• **EXERCISE BRIEF**
Wherever a line below holds the word "naïve", copy that line.

Collected data entries
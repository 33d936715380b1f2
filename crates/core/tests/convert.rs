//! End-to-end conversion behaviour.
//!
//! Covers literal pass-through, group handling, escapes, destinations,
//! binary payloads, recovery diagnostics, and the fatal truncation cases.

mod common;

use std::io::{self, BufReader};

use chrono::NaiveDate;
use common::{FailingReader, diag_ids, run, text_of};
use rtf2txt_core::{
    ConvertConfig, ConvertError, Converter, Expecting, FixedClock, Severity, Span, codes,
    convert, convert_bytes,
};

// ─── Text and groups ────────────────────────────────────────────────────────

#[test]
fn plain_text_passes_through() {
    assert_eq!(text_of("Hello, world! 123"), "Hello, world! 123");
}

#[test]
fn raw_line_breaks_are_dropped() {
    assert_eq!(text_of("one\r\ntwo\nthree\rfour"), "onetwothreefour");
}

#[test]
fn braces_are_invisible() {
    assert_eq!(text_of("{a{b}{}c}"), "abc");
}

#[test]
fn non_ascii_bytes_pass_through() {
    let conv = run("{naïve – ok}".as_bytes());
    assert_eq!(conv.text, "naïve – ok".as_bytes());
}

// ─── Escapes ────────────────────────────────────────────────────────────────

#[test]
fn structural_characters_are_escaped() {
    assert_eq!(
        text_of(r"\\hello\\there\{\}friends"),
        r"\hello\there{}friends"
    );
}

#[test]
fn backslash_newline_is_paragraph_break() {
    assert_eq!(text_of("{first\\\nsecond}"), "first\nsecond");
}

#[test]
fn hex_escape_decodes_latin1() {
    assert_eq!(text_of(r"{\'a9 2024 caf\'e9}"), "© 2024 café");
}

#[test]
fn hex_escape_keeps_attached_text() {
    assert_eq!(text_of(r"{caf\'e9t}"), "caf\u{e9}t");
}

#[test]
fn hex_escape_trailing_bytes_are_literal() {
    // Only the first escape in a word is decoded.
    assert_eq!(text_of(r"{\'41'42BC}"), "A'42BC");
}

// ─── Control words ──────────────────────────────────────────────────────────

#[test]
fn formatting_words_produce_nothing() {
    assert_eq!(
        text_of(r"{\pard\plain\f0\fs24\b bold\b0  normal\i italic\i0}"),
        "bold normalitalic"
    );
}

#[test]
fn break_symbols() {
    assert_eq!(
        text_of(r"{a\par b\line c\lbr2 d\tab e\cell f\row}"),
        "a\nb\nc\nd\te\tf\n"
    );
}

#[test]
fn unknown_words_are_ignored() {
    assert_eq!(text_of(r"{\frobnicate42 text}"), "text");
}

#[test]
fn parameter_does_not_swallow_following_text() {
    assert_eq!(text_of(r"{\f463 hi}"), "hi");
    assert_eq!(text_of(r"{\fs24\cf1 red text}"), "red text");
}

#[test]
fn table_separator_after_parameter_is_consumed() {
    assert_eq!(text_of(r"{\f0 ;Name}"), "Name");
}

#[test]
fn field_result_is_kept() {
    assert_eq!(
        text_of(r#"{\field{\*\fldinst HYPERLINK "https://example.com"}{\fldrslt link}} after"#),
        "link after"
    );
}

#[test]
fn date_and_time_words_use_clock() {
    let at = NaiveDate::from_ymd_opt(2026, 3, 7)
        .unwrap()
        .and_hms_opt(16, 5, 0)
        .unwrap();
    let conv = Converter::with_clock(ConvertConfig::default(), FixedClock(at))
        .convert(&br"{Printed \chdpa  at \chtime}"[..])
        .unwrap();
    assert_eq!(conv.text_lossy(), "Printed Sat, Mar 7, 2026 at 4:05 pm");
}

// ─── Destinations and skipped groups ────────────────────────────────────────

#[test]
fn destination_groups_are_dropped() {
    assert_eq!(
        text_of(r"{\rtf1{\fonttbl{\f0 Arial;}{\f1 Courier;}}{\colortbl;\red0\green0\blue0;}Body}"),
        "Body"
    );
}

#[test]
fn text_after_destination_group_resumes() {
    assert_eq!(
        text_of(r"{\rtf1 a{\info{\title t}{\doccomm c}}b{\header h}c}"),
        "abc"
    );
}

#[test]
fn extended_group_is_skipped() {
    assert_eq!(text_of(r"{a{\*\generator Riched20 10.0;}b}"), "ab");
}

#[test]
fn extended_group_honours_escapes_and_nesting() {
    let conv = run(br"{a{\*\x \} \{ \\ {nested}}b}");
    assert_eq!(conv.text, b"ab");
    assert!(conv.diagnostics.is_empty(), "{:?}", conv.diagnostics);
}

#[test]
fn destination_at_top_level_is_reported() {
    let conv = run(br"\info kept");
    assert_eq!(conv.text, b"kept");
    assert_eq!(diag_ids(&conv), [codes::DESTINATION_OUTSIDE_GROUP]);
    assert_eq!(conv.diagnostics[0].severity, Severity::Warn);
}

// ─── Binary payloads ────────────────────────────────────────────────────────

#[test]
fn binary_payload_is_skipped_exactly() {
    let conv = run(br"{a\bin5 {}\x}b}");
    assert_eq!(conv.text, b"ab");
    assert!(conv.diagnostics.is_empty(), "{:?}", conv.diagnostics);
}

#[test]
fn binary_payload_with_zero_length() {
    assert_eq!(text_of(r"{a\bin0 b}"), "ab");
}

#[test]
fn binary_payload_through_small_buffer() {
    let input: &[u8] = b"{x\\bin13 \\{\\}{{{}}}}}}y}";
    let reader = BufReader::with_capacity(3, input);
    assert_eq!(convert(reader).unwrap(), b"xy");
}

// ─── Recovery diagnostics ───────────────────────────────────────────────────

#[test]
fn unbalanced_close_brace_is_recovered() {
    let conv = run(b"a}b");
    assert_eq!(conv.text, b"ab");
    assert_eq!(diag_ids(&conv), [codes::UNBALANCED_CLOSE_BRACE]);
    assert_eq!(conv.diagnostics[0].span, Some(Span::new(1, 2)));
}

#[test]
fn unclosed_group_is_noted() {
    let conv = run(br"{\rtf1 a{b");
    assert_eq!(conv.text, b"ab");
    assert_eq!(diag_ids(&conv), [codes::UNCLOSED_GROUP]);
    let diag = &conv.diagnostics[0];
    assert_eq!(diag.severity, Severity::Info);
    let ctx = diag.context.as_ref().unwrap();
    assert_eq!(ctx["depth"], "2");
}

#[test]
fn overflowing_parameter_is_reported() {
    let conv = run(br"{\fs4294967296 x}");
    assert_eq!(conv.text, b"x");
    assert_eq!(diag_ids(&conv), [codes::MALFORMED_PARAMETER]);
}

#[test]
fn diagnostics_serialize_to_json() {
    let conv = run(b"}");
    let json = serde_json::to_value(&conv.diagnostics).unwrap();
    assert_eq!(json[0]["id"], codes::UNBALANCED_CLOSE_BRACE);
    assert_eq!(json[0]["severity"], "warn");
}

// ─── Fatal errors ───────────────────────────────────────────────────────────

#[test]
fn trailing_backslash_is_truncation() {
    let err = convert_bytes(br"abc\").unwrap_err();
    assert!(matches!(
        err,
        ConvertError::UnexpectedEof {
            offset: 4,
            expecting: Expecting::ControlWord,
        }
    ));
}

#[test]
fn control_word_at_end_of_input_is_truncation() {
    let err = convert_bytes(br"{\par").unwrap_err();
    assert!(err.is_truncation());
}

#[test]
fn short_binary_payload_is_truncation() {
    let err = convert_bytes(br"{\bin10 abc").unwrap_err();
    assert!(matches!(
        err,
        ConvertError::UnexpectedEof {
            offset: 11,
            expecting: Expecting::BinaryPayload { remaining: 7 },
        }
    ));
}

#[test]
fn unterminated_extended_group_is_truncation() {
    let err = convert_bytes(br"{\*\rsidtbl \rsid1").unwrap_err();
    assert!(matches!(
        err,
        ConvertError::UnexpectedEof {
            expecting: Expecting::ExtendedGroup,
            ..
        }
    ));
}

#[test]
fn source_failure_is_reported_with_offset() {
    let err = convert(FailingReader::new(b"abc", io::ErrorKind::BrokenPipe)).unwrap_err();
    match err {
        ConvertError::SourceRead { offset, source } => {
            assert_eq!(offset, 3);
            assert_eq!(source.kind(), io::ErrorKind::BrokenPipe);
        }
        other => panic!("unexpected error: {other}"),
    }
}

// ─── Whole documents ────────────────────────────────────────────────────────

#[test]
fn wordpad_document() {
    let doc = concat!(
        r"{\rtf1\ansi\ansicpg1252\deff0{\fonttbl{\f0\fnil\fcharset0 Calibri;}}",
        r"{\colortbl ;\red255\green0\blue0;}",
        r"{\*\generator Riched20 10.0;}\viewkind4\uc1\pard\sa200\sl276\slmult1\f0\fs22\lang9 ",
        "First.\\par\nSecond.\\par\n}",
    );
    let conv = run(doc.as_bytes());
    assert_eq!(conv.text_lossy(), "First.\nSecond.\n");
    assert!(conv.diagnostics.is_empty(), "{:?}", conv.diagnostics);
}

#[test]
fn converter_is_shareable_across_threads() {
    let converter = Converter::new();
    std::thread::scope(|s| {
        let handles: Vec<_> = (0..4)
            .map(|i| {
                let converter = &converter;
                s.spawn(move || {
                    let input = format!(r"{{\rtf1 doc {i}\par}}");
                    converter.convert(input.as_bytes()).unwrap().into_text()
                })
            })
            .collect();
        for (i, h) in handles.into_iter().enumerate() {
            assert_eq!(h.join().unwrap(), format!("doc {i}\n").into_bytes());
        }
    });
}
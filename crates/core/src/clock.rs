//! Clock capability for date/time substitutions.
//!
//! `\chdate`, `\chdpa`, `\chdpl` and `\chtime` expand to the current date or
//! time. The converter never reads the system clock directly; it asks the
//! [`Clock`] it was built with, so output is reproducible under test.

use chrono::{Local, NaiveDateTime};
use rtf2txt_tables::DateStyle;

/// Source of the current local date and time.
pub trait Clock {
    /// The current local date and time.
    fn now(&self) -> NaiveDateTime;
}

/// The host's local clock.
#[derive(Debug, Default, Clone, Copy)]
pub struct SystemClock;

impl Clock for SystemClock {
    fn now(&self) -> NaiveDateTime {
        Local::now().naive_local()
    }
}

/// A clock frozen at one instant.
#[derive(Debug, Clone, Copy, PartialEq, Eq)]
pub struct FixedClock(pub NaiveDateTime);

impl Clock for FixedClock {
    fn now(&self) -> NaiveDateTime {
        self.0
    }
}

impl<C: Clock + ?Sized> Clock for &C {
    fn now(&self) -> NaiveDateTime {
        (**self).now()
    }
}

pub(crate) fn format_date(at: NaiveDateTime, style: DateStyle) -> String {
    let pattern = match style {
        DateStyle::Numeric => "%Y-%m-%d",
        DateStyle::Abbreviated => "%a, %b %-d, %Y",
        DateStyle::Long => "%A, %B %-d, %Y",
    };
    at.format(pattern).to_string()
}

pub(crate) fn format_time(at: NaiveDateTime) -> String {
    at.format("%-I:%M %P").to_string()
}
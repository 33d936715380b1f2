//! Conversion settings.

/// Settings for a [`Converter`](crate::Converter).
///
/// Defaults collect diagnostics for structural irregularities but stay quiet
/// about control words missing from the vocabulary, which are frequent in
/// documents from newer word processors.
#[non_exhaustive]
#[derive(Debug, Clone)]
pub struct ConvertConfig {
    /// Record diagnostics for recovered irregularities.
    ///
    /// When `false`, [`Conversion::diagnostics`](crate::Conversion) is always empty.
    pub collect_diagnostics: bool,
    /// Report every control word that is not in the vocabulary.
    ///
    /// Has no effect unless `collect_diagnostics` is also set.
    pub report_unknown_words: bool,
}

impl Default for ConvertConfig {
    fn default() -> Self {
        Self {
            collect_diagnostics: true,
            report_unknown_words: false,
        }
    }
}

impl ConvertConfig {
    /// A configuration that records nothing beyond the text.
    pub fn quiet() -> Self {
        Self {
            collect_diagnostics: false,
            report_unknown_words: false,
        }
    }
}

• **TASK SOLUTION**
    let conv = run("{naïve – ok}".as_bytes());
    assert_eq!(conv.text, "naïve – ok".as_bytes());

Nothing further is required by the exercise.